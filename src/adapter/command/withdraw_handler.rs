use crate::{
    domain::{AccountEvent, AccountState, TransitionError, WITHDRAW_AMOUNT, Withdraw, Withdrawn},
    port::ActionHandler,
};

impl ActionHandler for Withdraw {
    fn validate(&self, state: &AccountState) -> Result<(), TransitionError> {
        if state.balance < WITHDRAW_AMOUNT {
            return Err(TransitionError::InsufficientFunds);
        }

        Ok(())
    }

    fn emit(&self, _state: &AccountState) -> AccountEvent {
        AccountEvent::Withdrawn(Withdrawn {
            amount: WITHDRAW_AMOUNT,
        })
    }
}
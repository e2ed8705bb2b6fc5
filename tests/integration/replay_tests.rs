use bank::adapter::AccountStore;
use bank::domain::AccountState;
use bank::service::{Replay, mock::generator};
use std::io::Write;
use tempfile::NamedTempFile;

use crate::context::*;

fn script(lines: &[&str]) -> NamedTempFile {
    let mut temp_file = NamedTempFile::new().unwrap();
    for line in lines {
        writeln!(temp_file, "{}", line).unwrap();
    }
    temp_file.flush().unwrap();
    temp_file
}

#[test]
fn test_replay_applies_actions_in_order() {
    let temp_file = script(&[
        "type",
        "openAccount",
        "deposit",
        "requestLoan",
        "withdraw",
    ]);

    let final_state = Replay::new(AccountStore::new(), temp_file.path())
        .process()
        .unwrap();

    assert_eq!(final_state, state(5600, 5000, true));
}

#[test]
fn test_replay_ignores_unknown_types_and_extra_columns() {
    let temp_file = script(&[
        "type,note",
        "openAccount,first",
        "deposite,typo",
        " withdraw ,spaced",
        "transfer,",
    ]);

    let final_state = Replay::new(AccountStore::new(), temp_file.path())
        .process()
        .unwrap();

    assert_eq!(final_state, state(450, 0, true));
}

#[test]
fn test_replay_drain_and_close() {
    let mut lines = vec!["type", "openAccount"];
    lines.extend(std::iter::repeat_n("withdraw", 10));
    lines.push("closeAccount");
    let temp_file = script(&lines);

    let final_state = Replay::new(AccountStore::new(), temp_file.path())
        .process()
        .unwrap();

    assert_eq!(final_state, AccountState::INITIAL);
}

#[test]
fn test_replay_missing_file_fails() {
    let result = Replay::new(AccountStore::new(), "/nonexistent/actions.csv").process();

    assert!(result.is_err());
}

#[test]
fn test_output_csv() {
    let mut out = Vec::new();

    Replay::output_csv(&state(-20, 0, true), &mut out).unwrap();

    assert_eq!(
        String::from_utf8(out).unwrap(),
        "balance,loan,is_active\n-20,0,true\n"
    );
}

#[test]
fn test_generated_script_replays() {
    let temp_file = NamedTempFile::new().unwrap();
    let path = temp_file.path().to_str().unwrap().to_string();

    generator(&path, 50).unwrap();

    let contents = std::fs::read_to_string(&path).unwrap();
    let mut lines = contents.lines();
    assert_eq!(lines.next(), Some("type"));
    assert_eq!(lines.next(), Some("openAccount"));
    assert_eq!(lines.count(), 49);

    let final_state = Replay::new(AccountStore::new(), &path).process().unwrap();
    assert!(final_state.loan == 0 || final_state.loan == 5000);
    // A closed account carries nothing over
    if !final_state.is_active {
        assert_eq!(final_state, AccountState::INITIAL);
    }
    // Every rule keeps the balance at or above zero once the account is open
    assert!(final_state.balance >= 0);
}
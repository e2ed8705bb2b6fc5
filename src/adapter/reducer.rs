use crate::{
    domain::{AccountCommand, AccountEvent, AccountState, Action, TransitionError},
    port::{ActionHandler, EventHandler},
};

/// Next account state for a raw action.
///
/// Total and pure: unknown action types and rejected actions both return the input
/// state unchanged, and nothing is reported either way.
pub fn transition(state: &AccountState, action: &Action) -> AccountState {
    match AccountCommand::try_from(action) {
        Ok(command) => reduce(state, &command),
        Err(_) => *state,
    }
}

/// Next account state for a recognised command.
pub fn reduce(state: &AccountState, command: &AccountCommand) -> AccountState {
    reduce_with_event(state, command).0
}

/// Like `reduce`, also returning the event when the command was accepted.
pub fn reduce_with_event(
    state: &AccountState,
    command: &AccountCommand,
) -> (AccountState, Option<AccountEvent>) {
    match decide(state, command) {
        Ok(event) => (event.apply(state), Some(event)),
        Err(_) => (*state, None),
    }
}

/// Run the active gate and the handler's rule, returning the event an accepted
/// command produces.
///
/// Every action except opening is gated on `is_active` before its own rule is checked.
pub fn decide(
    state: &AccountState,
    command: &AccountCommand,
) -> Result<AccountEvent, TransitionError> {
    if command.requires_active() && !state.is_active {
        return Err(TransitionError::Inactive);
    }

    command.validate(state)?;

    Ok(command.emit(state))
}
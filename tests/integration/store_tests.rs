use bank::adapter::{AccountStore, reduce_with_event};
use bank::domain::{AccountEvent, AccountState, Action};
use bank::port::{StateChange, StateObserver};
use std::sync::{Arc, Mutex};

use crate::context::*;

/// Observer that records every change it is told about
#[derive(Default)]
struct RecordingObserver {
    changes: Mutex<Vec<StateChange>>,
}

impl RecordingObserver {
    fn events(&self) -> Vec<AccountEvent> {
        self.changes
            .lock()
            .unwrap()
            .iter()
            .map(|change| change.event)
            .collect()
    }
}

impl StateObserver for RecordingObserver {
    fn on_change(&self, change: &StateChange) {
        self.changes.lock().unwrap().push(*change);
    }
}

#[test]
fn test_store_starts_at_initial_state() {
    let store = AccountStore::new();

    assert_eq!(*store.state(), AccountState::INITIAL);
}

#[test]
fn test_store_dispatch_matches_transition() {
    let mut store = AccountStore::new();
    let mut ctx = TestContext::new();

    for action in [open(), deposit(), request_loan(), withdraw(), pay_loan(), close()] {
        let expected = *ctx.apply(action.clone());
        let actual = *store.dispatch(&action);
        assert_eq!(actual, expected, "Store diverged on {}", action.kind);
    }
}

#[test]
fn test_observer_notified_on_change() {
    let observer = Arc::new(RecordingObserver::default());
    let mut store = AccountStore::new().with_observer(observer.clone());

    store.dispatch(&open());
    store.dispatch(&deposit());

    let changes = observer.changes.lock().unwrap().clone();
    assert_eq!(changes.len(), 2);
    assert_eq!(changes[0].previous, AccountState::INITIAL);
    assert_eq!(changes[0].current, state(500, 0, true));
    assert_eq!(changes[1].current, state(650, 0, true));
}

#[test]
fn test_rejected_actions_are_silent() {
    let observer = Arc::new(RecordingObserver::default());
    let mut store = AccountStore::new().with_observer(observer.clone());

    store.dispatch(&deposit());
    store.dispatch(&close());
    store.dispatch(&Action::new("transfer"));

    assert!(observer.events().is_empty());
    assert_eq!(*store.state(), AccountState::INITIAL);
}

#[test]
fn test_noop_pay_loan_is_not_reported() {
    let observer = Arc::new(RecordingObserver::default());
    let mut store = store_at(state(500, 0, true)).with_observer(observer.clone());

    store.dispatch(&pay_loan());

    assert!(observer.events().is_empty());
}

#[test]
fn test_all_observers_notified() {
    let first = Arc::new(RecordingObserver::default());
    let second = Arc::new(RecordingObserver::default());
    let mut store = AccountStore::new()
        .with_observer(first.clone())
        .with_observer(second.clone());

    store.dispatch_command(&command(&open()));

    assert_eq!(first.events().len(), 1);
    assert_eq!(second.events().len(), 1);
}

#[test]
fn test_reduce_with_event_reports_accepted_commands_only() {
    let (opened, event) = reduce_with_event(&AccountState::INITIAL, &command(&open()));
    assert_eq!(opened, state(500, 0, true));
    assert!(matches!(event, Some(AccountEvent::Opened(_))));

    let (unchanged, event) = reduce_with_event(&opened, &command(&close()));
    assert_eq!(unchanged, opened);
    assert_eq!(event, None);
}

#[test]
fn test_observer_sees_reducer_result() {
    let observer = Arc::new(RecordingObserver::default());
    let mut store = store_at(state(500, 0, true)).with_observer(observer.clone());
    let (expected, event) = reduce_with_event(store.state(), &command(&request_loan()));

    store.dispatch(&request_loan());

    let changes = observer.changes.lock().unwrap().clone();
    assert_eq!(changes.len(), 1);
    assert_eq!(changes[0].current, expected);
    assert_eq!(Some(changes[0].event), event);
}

* WHAT TO DO: Go through the records above, find each line with the string "actual", and copy it.

* RESPONSE TO THIS EXERCISE:
        let actual = *store.dispatch(&action);
        assert_eq!(actual, expected, "Store diverged on {}", action.kind);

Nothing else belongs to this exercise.